▶ REQUIREMENT
Hunt through the entries for the word "trim" and copy each line in which it appears.

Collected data
--------

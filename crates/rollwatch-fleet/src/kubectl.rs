//! kubectl-backed fleet.
//!
//! Runs `kubectl get pods -l <selector> -o json` and decodes the PodList.
//! Only the fields the snapshot needs are decoded; everything else in the
//! document is ignored.

use chrono::{DateTime, Utc};
use serde::Deserialize;
use tokio::process::Command;
use tracing::debug;

use rollwatch_core::FleetConfig;

use crate::error::{FleetError, FleetResult};
use crate::query::{FleetFuture, FleetQuery};
use crate::record::{ContainerState, ContainerStatus, ProcessRecord};

/// Fleet queried through the kubectl binary.
#[derive(Debug, Clone)]
pub struct KubectlFleet {
    program: String,
    namespace: Option<String>,
    context: Option<String>,
}

impl KubectlFleet {
    pub fn new(program: impl Into<String>) -> Self {
        Self {
            program: program.into(),
            namespace: None,
            context: None,
        }
    }

    pub fn from_config(config: &FleetConfig) -> Self {
        Self {
            program: config.kubectl.clone(),
            namespace: config.namespace.clone(),
            context: config.context.clone(),
        }
    }

    /// Restrict queries to one namespace. All namespaces otherwise.
    pub fn with_namespace(mut self, namespace: impl Into<String>) -> Self {
        self.namespace = Some(namespace.into());
        self
    }

    pub fn with_context(mut self, context: impl Into<String>) -> Self {
        self.context = Some(context.into());
        self
    }

    fn args(&self, selector: &str) -> Vec<String> {
        let mut args = vec![
            "get".to_string(),
            "pods".to_string(),
            "-l".to_string(),
            selector.to_string(),
            "-o".to_string(),
            "json".to_string(),
        ];
        match &self.namespace {
            Some(ns) => args.extend(["-n".to_string(), ns.clone()]),
            None => args.push("--all-namespaces".to_string()),
        }
        if let Some(ctx) = &self.context {
            args.extend(["--context".to_string(), ctx.clone()]);
        }
        args
    }

    async fn list(&self, selector: &str) -> FleetResult<Vec<ProcessRecord>> {
        let args = self.args(selector);
        debug!(program = %self.program, ?args, "querying pods");

        let output = Command::new(&self.program)
            .args(&args)
            .kill_on_drop(true)
            .output()
            .await
            .map_err(|source| FleetError::Spawn {
                program: self.program.clone(),
                source,
            })?;

        if !output.status.success() {
            return Err(FleetError::Command {
                program: self.program.clone(),
                status: output.status,
                stderr: String::from_utf8_lossy(&output.stderr).trim().to_string(),
            });
        }

        decode_pod_list(&output.stdout, self.namespace.is_none())
    }
}

impl FleetQuery for KubectlFleet {
    fn list_processes<'a>(&'a self, selector: &'a str) -> FleetFuture<'a> {
        Box::pin(self.list(selector))
    }
}

/// Decode a `PodList` JSON document.
///
/// With `qualify` set, identities are `namespace/name` so that pods with
/// the same name in different namespaces stay distinct.
pub fn decode_pod_list(json: &[u8], qualify: bool) -> FleetResult<Vec<ProcessRecord>> {
    let list: PodList = serde_json::from_slice(json)?;
    Ok(list
        .items
        .into_iter()
        .map(|pod| pod.into_record(qualify))
        .collect())
}

#[derive(Deserialize)]
struct PodList {
    #[serde(default)]
    items: Vec<Pod>,
}

#[derive(Deserialize)]
struct Pod {
    metadata: PodMeta,
    #[serde(default)]
    status: Option<PodStatus>,
}

#[derive(Deserialize)]
struct PodMeta {
    name: String,
    #[serde(default)]
    namespace: Option<String>,
}

#[derive(Deserialize)]
#[serde(rename_all = "camelCase")]
struct PodStatus {
    #[serde(default)]
    container_statuses: Option<Vec<RawContainerStatus>>,
}

#[derive(Deserialize)]
struct RawContainerStatus {
    name: String,
    #[serde(default)]
    state: RawState,
}

#[derive(Deserialize, Default)]
struct RawState {
    running: Option<RawRunning>,
    waiting: Option<RawWaiting>,
    terminated: Option<RawTerminated>,
}

#[derive(Deserialize)]
#[serde(rename_all = "camelCase")]
struct RawRunning {
    #[serde(default)]
    started_at: Option<DateTime<Utc>>,
}

#[derive(Deserialize)]
struct RawWaiting {
    #[serde(default)]
    reason: Option<String>,
}

#[derive(Deserialize)]
#[serde(rename_all = "camelCase")]
struct RawTerminated {
    #[serde(default)]
    exit_code: i32,
    #[serde(default)]
    reason: Option<String>,
}

impl Pod {
    fn into_record(self, qualify: bool) -> ProcessRecord {
        let identity = match (qualify, self.metadata.namespace) {
            (true, Some(ns)) => format!("{ns}/{}", self.metadata.name),
            _ => self.metadata.name,
        };
        let containers = self
            .status
            .and_then(|s| s.container_statuses)
            .unwrap_or_default()
            .into_iter()
            .map(RawContainerStatus::into_status)
            .collect();
        ProcessRecord::new(identity, containers)
    }
}

impl RawContainerStatus {
    fn into_status(self) -> ContainerStatus {
        let state = match self.state {
            RawState {
                running: Some(r), ..
            } => ContainerState::Running {
                started_at: r.started_at,
            },
            RawState {
                terminated: Some(t),
                ..
            } => ContainerState::Terminated {
                exit_code: t.exit_code,
                reason: t.reason,
            },
            RawState {
                waiting: Some(w), ..
            } => ContainerState::Waiting { reason: w.reason },
            // An empty state object means the kubelet has nothing yet.
            RawState { .. } => ContainerState::Waiting { reason: None },
        };
        ContainerStatus {
            name: self.name,
            state,
        }
    }
}
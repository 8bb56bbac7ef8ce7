//! Human-friendly durations: `"500ms"`, `"5s"`, `"2m"`, or bare seconds.

use std::time::Duration;

/// Parse a duration string like "5s", "500ms", "2m".
///
/// A plain number is read as seconds.
pub fn parse_duration(s: &str) -> Option<Duration> {
    let s = s.trim();
    if let Some(secs) = s.strip_suffix('s') {
        if let Some(ms) = secs.strip_suffix('m') {
            ms.trim().parse::<u64>().ok().map(Duration::from_millis)
        } else {
            secs.trim().parse::<u64>().ok().map(Duration::from_secs)
        }
    } else if let Some(mins) = s.strip_suffix('m') {
        mins.trim()
            .parse::<u64>()
            .ok()
            .and_then(|m| m.checked_mul(60))
            .map(Duration::from_secs)
    } else {
        s.parse::<u64>().ok().map(Duration::from_secs)
    }
}

/// Render a duration in the shortest exact unit `parse_duration` accepts.
pub fn format_duration(d: Duration) -> String {
    let ms = d.as_millis();
    if ms == 0 {
        "0s".to_string()
    } else if ms % 60_000 == 0 {
        format!("{}m", ms / 60_000)
    } else if ms % 1000 == 0 {
        format!("{}s", ms / 1000)
    } else {
        format!("{ms}ms")
    }
}

/// Serde adapter for `Duration` fields written as strings in TOML.
///
/// Use with `#[serde(with = "rollwatch_core::duration::serde_str")]`.
pub mod serde_str {
    use std::time::Duration;

    use serde::{Deserialize, Deserializer, Serializer, de};

    #[derive(Deserialize)]
    #[serde(untagged)]
    enum Raw {
        Text(String),
        Secs(u64),
    }

    pub fn serialize<S: Serializer>(d: &Duration, serializer: S) -> Result<S::Ok, S::Error> {
        serializer.serialize_str(&super::format_duration(*d))
    }

    pub fn deserialize<'de, D: Deserializer<'de>>(deserializer: D) -> Result<Duration, D::Error> {
        match Raw::deserialize(deserializer)? {
            Raw::Secs(secs) => Ok(Duration::from_secs(secs)),
            Raw::Text(text) => super::parse_duration(&text).ok_or_else(|| {
                de::Error::custom(format!(
                    "invalid duration {text:?} (expected e.g. \"500ms\", \"5s\", \"2m\")"
                ))
            }),
        }
    }
}

#[cfg(test)]
mod tests {
    use super::*;

    #[test]
    fn parse_duration_seconds() {
        assert_eq!(parse_duration("5s"), Some(Duration::from_secs(5)));
        assert_eq!(parse_duration(" 30s "), Some(Duration::from_secs(30)));
    }

    #[test]
    fn parse_duration_milliseconds() {
        assert_eq!(parse_duration("500ms"), Some(Duration::from_millis(500)));
    }

    #[test]
    fn parse_duration_minutes() {
        assert_eq!(parse_duration("2m"), Some(Duration::from_secs(120)));
    }

    #[test]
    fn parse_duration_plain_number_as_seconds() {
        assert_eq!(parse_duration("10"), Some(Duration::from_secs(10)));
    }

    #[test]
    fn parse_duration_rejects_garbage() {
        assert_eq!(parse_duration("soon"), None);
        assert_eq!(parse_duration("-5s"), None);
        assert_eq!(parse_duration(""), None);
    }

    #[test]
    fn format_picks_largest_exact_unit() {
        assert_eq!(format_duration(Duration::from_secs(120)), "2m");
        assert_eq!(format_duration(Duration::from_secs(90)), "90s");
        assert_eq!(format_duration(Duration::from_millis(1500)), "1500ms");
        assert_eq!(format_duration(Duration::ZERO), "0s");
    }
}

--------

▶ REPLY
                stderr: String::from_utf8_lossy(&output.stderr).trim().to_string(),
    let s = s.trim();
            ms.trim().parse::<u64>().ok().map(Duration::from_millis)
            secs.trim().parse::<u64>().ok().map(Duration::from_secs)
        mins.trim()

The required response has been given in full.